Direnme kararını davalı vekili temyize getirmektedir.

Direnme yoluyla Hukuk Genel Kurulu önüne gelen uyuşmazlık; ön inceleme duruşması yapılmadan tensip tutanağı ile davalının delillerini sunması için süre verilip verilemeyeceği, cevap dilekçesinde delil bildirmeyen davalıya ön inceleme duruşmasında delillerini bildirmesi için süre verilmesinin gerekip gerekmediği, mahkemece usulüne uygun olarak ön inceleme duruşmasının yapılıp yapılmadığı, tahkikat aşamasında davalıya delillerini bildirme hakkının tanınıp tanınamayacağı; varılacak sonuca göre davalının hukuki dinlenilme hakkının ihlal edilip edilmediği noktasında toplanmaktadır.

6100 Sayılı Hukuk Muhakemeleri Kanunu ile usul hukukumuzda ilk derece yargılamasının beş temel aşamadan oluşması öngörülmüştür.
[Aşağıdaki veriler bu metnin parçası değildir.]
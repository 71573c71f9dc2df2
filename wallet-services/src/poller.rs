//! Wallet Poller
//!
//! Background service that keeps an up-to-date view of the wallet. Two loops
//! run on fixed intervals: a fast one tracking the latest tick and a slower
//! one rebuilding the full snapshot. Snapshots are published whole through a
//! watch channel, so readers never observe a half-built state.

use std::sync::atomic::{AtomicBool, Ordering};
use std::sync::Arc;
use std::time::Duration;

use chrono::Utc;
use serde::{Deserialize, Serialize};
use tokio::sync::{watch, Mutex, RwLock};
use tokio::task::JoinHandle;
use tokio::time::{interval, MissedTickBehavior};
use tracing::{debug, info, warn};

use wallet_core::{
    BalanceStatus, Identity, IdentitySummary, IssuedAsset, MarketPrice, OrderBook, OrderSide, PortfolioTotals,
    QuorumPolicy, WalletResult, WalletSnapshot,
};
use wallet_node::validate::validate_asset_name;
use wallet_node::{HistoryPage, NodeApi, PriceClient};

use crate::balance_resolver::resolve_identities;
use crate::health::{ConnectionHealth, ConnectionMetrics};

/// Configuration for the wallet poller
#[derive(Debug, Clone)]
pub struct PollerConfig {
    /// How often to refresh the latest tick
    pub tick_interval: Duration,
    /// How often to rebuild the full snapshot
    pub snapshot_interval: Duration,
    /// How long a fetched coin price stays fresh
    pub price_refresh: Duration,
    /// Agreement rule for peer balance reports
    pub quorum: QuorumPolicy,
    /// Levels fetched per order book side
    pub orderbook_limit: u32,
    /// Paging for the transfer and asset transfer lists
    pub history: HistoryPage,
    /// Paging for the QX order list
    pub orders_page: HistoryPage,
}

impl Default for PollerConfig {
    fn default() -> Self {
        Self {
            tick_interval: Duration::from_millis(1000),
            snapshot_interval: Duration::from_millis(3000),
            price_refresh: Duration::from_secs(60),
            quorum: QuorumPolicy::default(),
            orderbook_limit: 1000,
            history: HistoryPage::all(),
            orders_page: HistoryPage::oldest_first(1000),
        }
    }
}

/// What the UI is currently looking at.
///
/// Until the UI picks an asset, the alphabetically first issued asset is
/// selected; clearing the selection explicitly turns that off.
#[derive(Debug, Clone, Default, PartialEq, Eq, Serialize, Deserialize)]
pub struct Selection {
    /// Asset whose order book is polled
    pub asset: Option<String>,
}

/// Polls the node and publishes wallet snapshots
pub struct WalletPoller {
    node: Arc<dyn NodeApi>,
    price_feed: Option<PriceClient>,
    config: PollerConfig,
    metrics: ConnectionMetrics,
    selection: RwLock<Selection>,
    auto_select: AtomicBool,
    /// Held for a whole snapshot cycle so cycles publish in selection order
    refresh_lock: Mutex<()>,
    tick_tx: watch::Sender<Option<u64>>,
    snapshot_tx: watch::Sender<Arc<WalletSnapshot>>,
}

impl WalletPoller {
    pub fn new(node: Arc<dyn NodeApi>, config: PollerConfig) -> Self {
        let (tick_tx, _) = watch::channel(None);
        let (snapshot_tx, _) = watch::channel(Arc::new(WalletSnapshot::empty()));

        Self {
            node,
            price_feed: None,
            config,
            metrics: ConnectionMetrics::new(),
            selection: RwLock::new(Selection::default()),
            auto_select: AtomicBool::new(true),
            refresh_lock: Mutex::new(()),
            tick_tx,
            snapshot_tx,
        }
    }

    /// Enable USD valuation
    pub fn with_price_feed(mut self, price_feed: PriceClient) -> Self {
        self.price_feed = Some(price_feed);
        self
    }

    pub fn config(&self) -> &PollerConfig {
        &self.config
    }

    // ========================================================================
    // Readers
    // ========================================================================

    /// Latest published snapshot
    pub fn snapshot(&self) -> Arc<WalletSnapshot> {
        self.snapshot_tx.borrow().clone()
    }

    /// Receive every snapshot as it is published
    pub fn subscribe(&self) -> watch::Receiver<Arc<WalletSnapshot>> {
        self.snapshot_tx.subscribe()
    }

    /// Latest tick from the fast loop, falling back to the last snapshot
    pub fn latest_tick(&self) -> Option<u64> {
        let tick = *self.tick_tx.borrow();
        tick.or_else(|| self.snapshot().latest_tick)
    }

    pub fn health(&self) -> ConnectionHealth {
        self.metrics.health()
    }

    pub async fn selection(&self) -> Selection {
        self.selection.read().await.clone()
    }

    /// Change the asset whose order book is polled; `None` clears it
    pub async fn select_asset(&self, asset: Option<&str>) -> WalletResult<Selection> {
        let asset = match asset.map(str::trim) {
            None | Some("") => None,
            Some(name) => {
                validate_asset_name(name)?;
                Some(name.to_uppercase())
            }
        };

        let mut selection = self.selection.write().await;
        self.auto_select.store(false, Ordering::SeqCst);
        selection.asset = asset;
        info!("Selected asset: {:?}", selection.asset);
        Ok(selection.clone())
    }

    // ========================================================================
    // Refresh
    // ========================================================================

    /// Fetch the latest tick.
    ///
    /// A failure marks the connection down right away; only a complete
    /// snapshot cycle marks it up again.
    pub async fn refresh_tick(&self) -> Option<u64> {
        match self.node.latest_tick().await {
            Ok(tick) => {
                self.tick_tx.send_replace(Some(tick));
                Some(tick)
            }
            Err(e) => {
                self.metrics.record_failure();
                warn!("Failed to fetch latest tick: {}", e);
                None
            }
        }
    }

    /// Rebuild and publish a full snapshot.
    ///
    /// A section whose read fails keeps the previous snapshot's data and marks
    /// the connection down for this cycle.
    pub async fn refresh_snapshot(&self) -> Arc<WalletSnapshot> {
        let _cycle = self.refresh_lock.lock().await;
        let previous = self.snapshot();
        let selection = self.selection().await;
        let page = self.config.history;
        let node = self.node.as_ref();

        let (tick, peers, identities, issued, transfers, asset_transfers, qx_orders) = tokio::join!(
            node.latest_tick(),
            node.peers(),
            node.identities(),
            node.issued_assets(),
            node.transfers(page),
            node.asset_transfers(page),
            node.qx_orders(self.config.orders_page),
        );

        let mut failed = false;

        let latest_tick = keep_on_error("tick", tick.map(Some), &previous.latest_tick, &mut failed);
        let peers = keep_on_error("peers", peers, &previous.peers, &mut failed);
        let issued_assets = keep_on_error("issued assets", issued, &previous.issued_assets, &mut failed);
        let transfers = keep_on_error("transfers", transfers, &previous.transfers, &mut failed);
        let asset_transfers = keep_on_error(
            "asset transfers",
            asset_transfers,
            &previous.asset_transfers,
            &mut failed,
        );
        let qx_orders = keep_on_error("qx orders", qx_orders, &previous.qx_orders, &mut failed);

        let identities = match identities {
            Ok(identities) => self.summarize(identities, &previous, &mut failed).await,
            Err(e) => {
                warn!("Failed to fetch identities: {}", e);
                failed = true;
                previous.identities.clone()
            }
        };

        let selected = match selection.asset {
            Some(asset) => Some(asset),
            None => self.default_asset(&issued_assets).await,
        };

        let orderbook = match selected.as_deref() {
            Some(asset) => match self.fetch_orderbook(asset).await {
                Ok(book) => Some(book),
                Err(e) => {
                    warn!("Failed to fetch {} order book: {}", asset, e);
                    failed = true;
                    previous
                        .orderbook
                        .clone()
                        .filter(|book| book.asset == asset)
                }
            },
            None => None,
        };

        let price = self.current_price(previous.price.as_ref()).await;
        let totals = PortfolioTotals::from_identities(&identities);
        let total_value_usd = price.as_ref().map(|p| p.value_of(totals.total_balance));

        if failed {
            self.metrics.record_failure();
        } else {
            self.metrics.record_success();
            if let Some(tick) = latest_tick {
                self.tick_tx.send_replace(Some(tick));
            }
        }

        let snapshot = Arc::new(WalletSnapshot {
            latest_tick,
            connected: !failed,
            peers,
            identities,
            totals,
            issued_assets,
            transfers,
            asset_transfers,
            qx_orders,
            orderbook,
            price,
            total_value_usd,
            updated_at: Utc::now(),
        });

        debug!(
            "Published snapshot: tick={:?} identities={} connected={}",
            snapshot.latest_tick,
            snapshot.identities.len(),
            snapshot.connected
        );

        self.snapshot_tx.send_replace(snapshot.clone());
        snapshot
    }

    /// Resolve balances; an identity whose reads fail keeps its previous summary
    async fn summarize(
        &self,
        identities: Vec<Identity>,
        previous: &WalletSnapshot,
        failed: &mut bool,
    ) -> Vec<IdentitySummary> {
        let resolved = resolve_identities(self.node.as_ref(), identities, &self.config.quorum).await;

        resolved
            .into_iter()
            .map(|(identity, result)| match result {
                Ok(summary) => summary,
                Err(e) => {
                    warn!("Failed to resolve balance for {}: {}", identity.address, e);
                    *failed = true;
                    previous
                        .identity(&identity.address)
                        .cloned()
                        .unwrap_or(IdentitySummary {
                            identity,
                            balance: BalanceStatus::Unreported,
                            assets: Vec::new(),
                        })
                }
            })
            .collect()
    }

    /// Select the alphabetically first issued asset when nothing is selected yet
    async fn default_asset(&self, issued: &[IssuedAsset]) -> Option<String> {
        if !self.auto_select.load(Ordering::SeqCst) {
            return None;
        }
        let first = issued.iter().map(|a| a.name.to_uppercase()).min()?;

        let mut selection = self.selection.write().await;
        if selection.asset.is_none() && self.auto_select.load(Ordering::SeqCst) {
            info!("Defaulting selected asset to {}", first);
            selection.asset = Some(first);
        }
        selection.asset.clone()
    }

    async fn fetch_orderbook(&self, asset: &str) -> WalletResult<OrderBook> {
        let limit = self.config.orderbook_limit;
        let (asks, bids) = tokio::join!(
            self.node.orderbook_side(asset, OrderSide::Ask, limit, 0),
            self.node.orderbook_side(asset, OrderSide::Bid, limit, 0),
        );
        Ok(OrderBook::from_node_rows(asset, asks?, bids?))
    }

    /// Reuse the last price until it ages out; feed errors never affect health
    async fn current_price(&self, previous: Option<&MarketPrice>) -> Option<MarketPrice> {
        let feed = self.price_feed.as_ref()?;

        if let Some(price) = previous {
            let age = Utc::now().signed_duration_since(price.fetched_at);
            if age.to_std().map(|age| age < self.config.price_refresh).unwrap_or(true) {
                return Some(price.clone());
            }
        }

        match feed.fetch_usd().await {
            Ok(price) => Some(price),
            Err(e) => {
                warn!("Failed to fetch coin price: {}", e);
                previous.cloned()
            }
        }
    }

    // ========================================================================
    // Background loops
    // ========================================================================

    /// Spawn the tick and snapshot loops
    pub fn start(self: Arc<Self>) -> (JoinHandle<()>, JoinHandle<()>) {
        info!(
            "Starting wallet poller (tick every {:?}, snapshot every {:?})",
            self.config.tick_interval, self.config.snapshot_interval
        );

        let tick_poller = self.clone();
        let tick_task = tokio::spawn(async move {
            let mut ticker = interval(tick_poller.config.tick_interval);
            ticker.set_missed_tick_behavior(MissedTickBehavior::Delay);
            loop {
                ticker.tick().await;
                tick_poller.refresh_tick().await;
            }
        });

        let snapshot_task = tokio::spawn(async move {
            let mut ticker = interval(self.config.snapshot_interval);
            ticker.set_missed_tick_behavior(MissedTickBehavior::Delay);
            loop {
                ticker.tick().await;
                self.refresh_snapshot().await;
            }
        });

        (tick_task, snapshot_task)
    }
}

fn keep_on_error<T: Clone>(
    section: &str,
    result: WalletResult<T>,
    previous: &T,
    failed: &mut bool,
) -> T {
    match result {
        Ok(value) => value,
        Err(e) => {
            warn!("Failed to fetch {}: {}", section, e);
            *failed = true;
            previous.clone()
        }
    }
}

impl std::fmt::Debug for WalletPoller {
    fn fmt(&self, f: &mut std::fmt::Formatter<'_>) -> std::fmt::Result {
        f.debug_struct("WalletPoller")
            .field("config", &self.config)
            .field("connected", &self.metrics.is_connected())
            .finish()
    }
}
Bunlar sırası ile; dilekçelerin karşılıklı verilmesi, ön inceleme, tahkikat, sözlü yargılama ve hükümdür. Bu aşamalar içinde yeni olan ise ön inceleme aşamasıdır.

Yargılamanın gereksiz yere uzamasının engellenmesi; mahkemenin ve tarafların yargılamada gereken hazırlığı davanın başında yapmasının sağlanması bakımından, Hukuk Muhakemeleri Kanunu ile dilekçelerin verilmesinden sonra ve tahkikat aşamasından önce gelmek üzere "ön inceleme" adıyla yeni bir yargılama aşaması kabul edilmiştir ( H. Pekcanıtez/O. Atalay/ M.Özekes, Medeni Usul Hukuku, 11 Bası, 2011, s.375-376 ).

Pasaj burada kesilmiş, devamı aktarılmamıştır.